La lutte contre les délits liés aux biens culturels est étroitement liée à nos autres activités de lutte contre les menaces transnationales. Elle est indissociable de la lutte contre le trafic de drogues et d’armes : nous savons que ce sont les mêmes groupes qui se livrent à ces activités parce qu’elles sont si profitables.
Nous avons, à l’OSCE, une combinaison inhabituelle de pays d’origine, de transit et de destination. La seule façon de s’attaquer au trafic de biens culturels consiste à mettre en contact des représentants des différents pays. Lors d’un atelier à Douchanbé, nous avions des Afghans et des Tadjiks, quelque chose que seules peu d’organisations sont en mesure de faire. Obtenir le concours de l’Afghanistan est des plus importants car ce pays est aux prises avec un grave problème de trafic d’objets d’art. Suivre l’évolution du marché illicite d’objets d’art est un grand défi que l’OSCE est en mesure de relever. Il ne suffit pas d’avoir suivi des formations : vous devez rester au courant de ce qui se passe : les itinéraires empruntés, les personnes impliquées, les vendeurs, les destinataires, tout cela change sans cesse. Mais, en cela, ce trafic ne diffère en rien du trafic d’armes et de drogues ou de la traite des êtres humains. À l’OSCE, nous disposons de compétences techniques, de réseaux et de forums dans tous ces domaines. Nous avons, par exemple, le forum POLIS pour les questions stratégiques de police, dans le cadre duquel nous pouvons nous informer mutuellement des tendances, filières et modes opératoires les plus récents.
La coopération avec les communautés est un autre domaine dans lequel l’OSCE a acquis de l’expérience. La population locale sait dans bien des cas exactement où se trouvent les sites protégés et ce qui s’y passe ; elle doit être encouragée à réagir et à les protéger.

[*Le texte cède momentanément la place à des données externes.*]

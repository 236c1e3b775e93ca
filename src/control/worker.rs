//! Worker threads, cooperative stop, and bounded joins.
//!
//! Every run-scoped worker (frame grabber, analyzer, actuator coordinator)
//! is an OS thread that watches one shared [`StopSignal`].  Waiting on the
//! signal replaces bare `thread::sleep`: a worker parked between polls wakes
//! as soon as the signal fires, so cancellation latency is bounded by the
//! signal, not by the poll interval.
//!
//! ```text
//!   StopSignal ──(sender dropped)──▶ every clone's receiver disconnects
//!   Worker<T>  ──(result on done channel)──▶ join_timeout()
//! ```

use core::time::Duration;
use std::sync::{Arc, Mutex, MutexGuard, PoisonError};
use std::thread::{self, JoinHandle};
use std::time::Instant;

use crossbeam_channel::{Receiver, RecvTimeoutError, Sender, TryRecvError};
use log::{debug, warn};

/// Lock a mutex, recovering the data if a worker panicked while holding it.
pub fn lock_unpoisoned<T>(mutex: &Mutex<T>) -> MutexGuard<'_, T> {
    mutex.lock().unwrap_or_else(PoisonError::into_inner)
}

// ───────────────────────────────────────────────────────────────
// StopSignal
// ───────────────────────────────────────────────────────────────

/// Run-scoped, cloneable, idempotent stop flag.
///
/// Nothing is ever sent on the channel; stopping drops the only sender,
/// which disconnects every receiver at once.
#[derive(Clone)]
pub struct StopSignal {
    trigger: Arc<Mutex<Option<Sender<()>>>>,
    observed: Receiver<()>,
}

impl Default for StopSignal {
    fn default() -> Self {
        Self::new()
    }
}

impl StopSignal {
    pub fn new() -> Self {
        let (tx, rx) = crossbeam_channel::bounded(0);
        Self {
            trigger: Arc::new(Mutex::new(Some(tx))),
            observed: rx,
        }
    }

    /// Request a stop.  Returns `true` only for the call that actually
    /// fired the signal; later calls are no-ops.
    pub fn stop(&self) -> bool {
        lock_unpoisoned(&self.trigger).take().is_some()
    }

    pub fn is_stopped(&self) -> bool {
        matches!(self.observed.try_recv(), Err(TryRecvError::Disconnected))
    }

    /// Park for up to `timeout`.  Returns `true` if the stop fired.
    pub fn wait(&self, timeout: Duration) -> bool {
        !matches!(
            self.observed.recv_timeout(timeout),
            Err(RecvTimeoutError::Timeout)
        )
    }

    /// Park until `deadline`.  Returns `true` if the stop fired first.
    pub fn wait_until(&self, deadline: Instant) -> bool {
        let now = Instant::now();
        if deadline <= now {
            return self.is_stopped();
        }
        self.wait(deadline - now)
    }
}

// ───────────────────────────────────────────────────────────────
// Worker
// ───────────────────────────────────────────────────────────────

/// Handle to a named worker thread that produces a `T` when it exits.
pub struct Worker<T> {
    name: &'static str,
    handle: Option<JoinHandle<()>>,
    done: Receiver<T>,
}

impl<T: Send + 'static> Worker<T> {
    /// Spawn `body` on a dedicated, named OS thread.
    pub fn spawn<F>(name: &'static str, body: F) -> std::io::Result<Self>
    where
        F: FnOnce() -> T + Send + 'static,
    {
        let (tx, rx) = crossbeam_channel::bounded(1);
        let handle = thread::Builder::new()
            .name(name.to_string())
            .spawn(move || {
                let out = body();
                // The receiver is gone only if the owner gave up on us.
                let _ = tx.send(out);
            })?;
        debug!("worker '{}' spawned", name);
        Ok(Self {
            name,
            handle: Some(handle),
            done: rx,
        })
    }
}

impl<T> Worker<T> {
    pub fn name(&self) -> &'static str {
        self.name
    }

    /// Wait up to `timeout` for the worker's result.
    ///
    /// A worker that misses the deadline is detached and `None` is
    /// returned so the caller can keep making progress.
    pub fn join_timeout(mut self, timeout: Duration) -> Option<T> {
        match self.done.recv_timeout(timeout) {
            Ok(out) => {
                if let Some(handle) = self.handle.take() {
                    let _ = handle.join();
                }
                debug!("worker '{}' joined", self.name);
                Some(out)
            }
            Err(RecvTimeoutError::Timeout) => {
                warn!(
                    "worker '{}' did not finish within {:?}; detaching",
                    self.name, timeout
                );
                None
            }
            Err(RecvTimeoutError::Disconnected) => {
                warn!("worker '{}' exited without a result (panicked?)", self.name);
                if let Some(handle) = self.handle.take() {
                    let _ = handle.join();
                }
                None
            }
        }
    }
}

Sur le plan des compétences techniques, nous avons l’avantage que certains des États participants de l’OSCE – Grèce, Turquie, Italie – ont quelques-uns des meilleurs experts au monde. L’Italie dispose sans doute de la meilleure unité d’enquête sur le trafic de biens culturels. Nous ne manquons pas d’experts. Nous espérons organiser un atelier régional en Asie centrale et un autre dans la région des Balkans occidentaux, auquel participeront la Bulgarie, la Roumanie et la Turquie. Nous étudions aussi la possibilité de collaborer à l’avenir avec les partenaires pour la coopération de l’OSCE dans la région méditerranéenne.
Si faire cesser le trafic illicite de biens culturels ne sera peut-être jamais une priorité pour l’OSCE, ce domaine mérite incontestablement d’être pris en considération dans le cadre des efforts que nous déployons pour lutter contre les menaces transnationales. Comme l’a déclaré Konstantinos-Orfeas durant notre atelier à Douchanbé, « si vous stoppez un envoi illégal d’objets d’art qui seront vendus à une organisation terroriste, vous aurez peut-être contribué à prévenir un acte terroriste. »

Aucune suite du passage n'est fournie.